Let $d$ be a function defined on $\mathbb{C} \times \mathbb{C}$ by
$$d(z,z') = \begin{cases} 0 &\text{if} \; z= z' \\\\ |z| + |z'| &\text{if}\; z \neq z' \end{cases}$$
Is $d$ topologically equivalent to the usual metric on $\mathbb{C}$?
My attempt: I know that $d$ is a metric on $\mathbb{C}$ but here im confusing that "Is $d$ topologically equivalent to the usual metric on $\mathbb{C}$?
Any hints/solution ?
You should probably review the definition of "topologically equivalent". But one characterization is that two metrics are topologically equivalent iff they have the same convergent sequences.

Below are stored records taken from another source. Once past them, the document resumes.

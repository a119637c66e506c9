//! DOM predicates for semantic jumps
//!
//! Each predicate looks at an ancestor chain (the node itself first, then
//! its ancestors, innermost first) and returns the matching node.

use vox_dom::{DomTree, NodeId};

use crate::aria::AriaRole;
use crate::dom_util::{is_control, is_editable};
use crate::role::{get_role, heading_level};

/// Semantic jump target
#[derive(Debug, Clone, Copy, PartialEq, Eq, Hash)]
pub enum DomPredicate {
    Link,
    /// Any heading, or a heading of the given level
    Heading(Option<u8>),
    Button,
    EditText,
    Checkbox,
    Combobox,
    List,
    Table,
    FormField,
    Landmark,
    Graphic,
    Math,
    Blockquote,
    Role(AriaRole),
}

impl DomPredicate {
    /// First node of `chain` that matches
    pub fn find(&self, tree: &DomTree, chain: &[NodeId]) -> Option<NodeId> {
        chain.iter().copied().find(|&id| self.matches(tree, id))
    }

    /// Check a single node
    pub fn matches(&self, tree: &DomTree, id: NodeId) -> bool {
        if !tree.is_element(id) {
            return false;
        }
        let role = get_role(tree, id);
        match self {
            Self::Link => role == Some(AriaRole::Link),
            Self::Heading(None) => role == Some(AriaRole::Heading),
            Self::Heading(Some(level)) => {
                role == Some(AriaRole::Heading) && heading_level(tree, id) == Some(*level)
            }
            Self::Button => role == Some(AriaRole::Button),
            Self::EditText => is_editable(tree, id),
            Self::Checkbox => matches!(role, Some(AriaRole::Checkbox | AriaRole::MenuItemCheckbox)),
            Self::Combobox => matches!(role, Some(AriaRole::Combobox | AriaRole::Listbox)),
            Self::List => role == Some(AriaRole::List),
            Self::Table => matches!(role, Some(AriaRole::Table | AriaRole::Grid | AriaRole::TreeGrid)),
            Self::FormField => is_control(tree, id) || role.is_some_and(|r| r.is_widget() && r != AriaRole::Link),
            Self::Landmark => role.is_some_and(|r| r.is_landmark()),
            Self::Graphic => role == Some(AriaRole::Img),
            Self::Math => role == Some(AriaRole::Math),
            Self::Blockquote => role == Some(AriaRole::Blockquote),
            Self::Role(wanted) => role == Some(*wanted),
        }
    }

    /// Noun used in "No next ..." announcements
    pub fn noun(&self) -> &'static str {
        match self {
            Self::Link => "link",
            Self::Heading(None) => "heading",
            Self::Heading(Some(1)) => "level 1 heading",
            Self::Heading(Some(2)) => "level 2 heading",
            Self::Heading(Some(3)) => "level 3 heading",
            Self::Heading(Some(4)) => "level 4 heading",
            Self::Heading(Some(5)) => "level 5 heading",
            Self::Heading(Some(_)) => "level 6 heading",
            Self::Button => "button",
            Self::EditText => "edit text",
            Self::Checkbox => "check box",
            Self::Combobox => "combo box",
            Self::List => "list",
            Self::Table => "table",
            Self::FormField => "form field",
            Self::Landmark => "landmark",
            Self::Graphic => "graphic",
            Self::Math => "math",
            Self::Blockquote => "block quote",
            Self::Role(_) => "match",
        }
    }
}

#[cfg(test)]
mod tests {
    use super::*;

    #[test]
    fn test_chain_returns_matching_ancestor() {
        let mut tree = DomTree::new();
        let a = tree.create_element("a");
        tree.set_attribute(a, "href", "/").unwrap();
        let span = tree.create_element("span");
        let text = tree.create_text("Home");
        tree.append_child(tree.root(), a).unwrap();
        tree.append_child(a, span).unwrap();
        tree.append_child(span, text).unwrap();

        let chain = [text, span, a, tree.root()];
        assert_eq!(DomPredicate::Link.find(&tree, &chain), Some(a));
        assert_eq!(DomPredicate::Button.find(&tree, &chain), None);
    }

    #[test]
    fn test_heading_level() {
        let mut tree = DomTree::new();
        let h2 = tree.create_element("h2");
        tree.append_child(tree.root(), h2).unwrap();
        assert!(DomPredicate::Heading(None).matches(&tree, h2));
        assert!(DomPredicate::Heading(Some(2)).matches(&tree, h2));
        assert!(!DomPredicate::Heading(Some(1)).matches(&tree, h2));
    }
}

Consider the sequence $x_n = 1 + \frac{1}{n}$. Does it converge to $1$ with respect to the usual metric on $\mathbb{C}$? Does it converge to $1$ with respect to this new metric $d$?
For that matter, with respect to $d$, is there any sequence that converges to $1$? For any $z_0 \ne 0$, is there any sequence that converges to $z_0$?
Another characterization of topologically equivalent metrics is that they have the same open sets. Is $\{1\}$ an open set with respect to the usual metric? With respect to $d$?